I’m sure you’ve heard by now but this year marks a new “quadrant” era in college basketball bracketology, where every opponent a team plays is given a certain quadrant based on the following RPI ratings.
Quadrant 1: Home 1-30; Neutral 1-50; Away 1-75
Quadrant 2: Home 31-75; Neutral 1-50; Away 76-135
Quadrant 3: Home 76-160; Neutral 101-200; Away 136-240
Quadrant 4: Home 161-plus; Neutral 201-plus; Away 241-plus
Long-story short it’s basically a more simplified way to quantify a certain teams level of quality wins and bad losses. Now, with an entirely new system it’s obviously up to the committee to set some precedents this year. Like, what do they value you more: the amount of quality wins or the lack of bad losses?
For SU’s sake its pretty obvious it would favor them more if there was more emphasis on doing your job and limiting glaring losses. After all, if you asked most Orange fans what the worst loss of the season was some might say the home loss to St. Bonaventure, who surprisingly enough is currently a quadrant 1 team with an RPI of 22. In reality, according to the quadrant system, SU’s two worst losses are at Wake Forest and at Georgia Tech who both currently fall in the third quadrant with RPI’s of 147 and 145 respectively.
Now all things considered, only having two quadrant three losses, which are both conference games on the road, is pretty solid compared to most bubble teams.
However, it’s the quadrant one victories where SU‚Äôs resumes lags behind the others a little.
LSU-6
Texas- 5
Alabama-5
Oklahoma St- 5
USC-4
Marquette-4
Baylor-4
UCLA-3
Louisville-3
Syracuse-3
Penn State-3
Notre Dame-2
Boise State-2
Nebraska-1
The win over then-number 18 Clemson Saturday is SU’s third quadrant one win of the year (@Miami and @Louisville are the others), which means some bracketologist have the Orange in and some have them just outside. Buffalo is also right on the cusp of a quadrant one win as the Bulls currently have an RPI rating of 32.

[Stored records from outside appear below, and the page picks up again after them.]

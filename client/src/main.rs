use clap::Parser;
use rand::Rng;
use std::time::Duration;
use tokio::io::{AsyncBufReadExt, BufReader};

use paxoskv::command::Command;
use paxoskv::rpc_client::RpcClient;
use paxoskv::KvError;

#[derive(Parser, Debug)]
#[command(author, version, about, long_about = None)]
struct Args {
    /// Host running the replicas
    host: String,

    /// Port of the first replica
    port: u16,

    /// Service name the replicas were started with
    service_name: String,

    /// Number of replicas listening from `port` upwards
    #[arg(short, long, default_value = "5")]
    nodes: u16,

    /// Per request timeout in ms
    #[arg(short, long, default_value = "5000")]
    timeout: u64,
}

/// What the user sees for one command.
struct Outcome {
    success: bool,
    text: String,
}

impl Outcome {
    fn ok(text: String) -> Self {
        Outcome {
            success: true,
            text,
        }
    }

    fn failed(text: String) -> Self {
        Outcome {
            success: false,
            text,
        }
    }
}

/// Every command goes to a randomly chosen replica.
fn connect(args: &Args) -> Result<RpcClient, KvError> {
    let offset = rand::thread_rng().gen_range(0..args.nodes.max(1));
    let addr = format!("{}:{}", args.host, args.port.saturating_add(offset));
    log::info!("using replica at {}", addr);
    RpcClient::new(&addr, &args.service_name, Duration::from_millis(args.timeout))
}

async fn execute(command: &Command, client: &RpcClient) -> Result<Outcome, KvError> {
    let outcome = match command {
        Command::Put { key, value } => {
            let reply = client.put(key, value).await?;
            if reply.success {
                Outcome::ok(format!("Key:{} added with the Value:{}", key, value))
            } else {
                Outcome::failed(reply.message)
            }
        }
        Command::Get { key } => {
            if !client.contains_key(key).await? {
                return Ok(Outcome::failed("Key not found in key store".to_string()));
            }
            match client.get(key).await? {
                Some(value) => Outcome::ok(format!(
                    "Value returned for the given Key is : {}",
                    value
                )),
                None => Outcome::failed(format!("No entry exist for the key - {}", key)),
            }
        }
        Command::Delete { key } => {
            let reply = client.delete(key).await?;
            if reply.success {
                Outcome::ok(format!("Value deleted for Key:{}", key))
            } else {
                Outcome::failed(reply.message)
            }
        }
        Command::Shutdown => Outcome::ok("shutting down".to_string()),
    };
    Ok(outcome)
}

async fn handle_line(line: &str, args: &Args) {
    log::info!("Received operation - {}", line);
    let command = match line.parse::<Command>() {
        Ok(command) => command,
        Err(e) => {
            log::error!("Operation failed: {}", e);
            return;
        }
    };
    let result = match connect(args) {
        Ok(client) => execute(&command, &client).await,
        Err(e) => Err(e),
    };
    match result {
        Ok(outcome) if outcome.success => {
            log::info!("Response from server - {}", outcome.text)
        }
        Ok(outcome) => log::error!("Operation failed: {}", outcome.text),
        Err(e) => log::error!("Request failed: {}", e),
    }
}

#[tokio::main]
async fn main() -> anyhow::Result<()> {
    env_logger::Builder::from_env(env_logger::Env::default().default_filter_or("info"))
        .try_init()
        .unwrap_or_default();
    let args = Args::parse();

    // pre-populate, then read some of it back and remove it
    for i in 0..10 {
        handle_line(&format!("PUT key{} value{}", i, i), &args).await;
    }
    for i in 0..5 {
        handle_line(&format!("GET key{}", i), &args).await;
    }
    for i in 0..5 {
        handle_line(&format!("DELETE key{}", i), &args).await;
    }

    let mut lines = BufReader::new(tokio::io::stdin()).lines();
    loop {
        println!("Enter operation: PUT <key> <value> or GET <key> or DELETE <key> or SHUTDOWN:");
        let Some(line) = lines.next_line().await? else {
            break;
        };
        if matches!(line.parse::<Command>(), Ok(Command::Shutdown)) {
            break;
        }
        handle_line(&line, &args).await;
    }
    Ok(())
}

Last year SU’s resume was essentially the opposite. The Orange had plenty of “quadrant one” caliber wins and too many glaring losses, which is comparable to a team like Texas this year.
Assuming SU doesn’t do anything too surprising in the ACC tournament this year it’s fate is going to come down to one pretty simple question. What does the committee value more in the new quadrant era: obtaining marquee wins or avoiding big losses?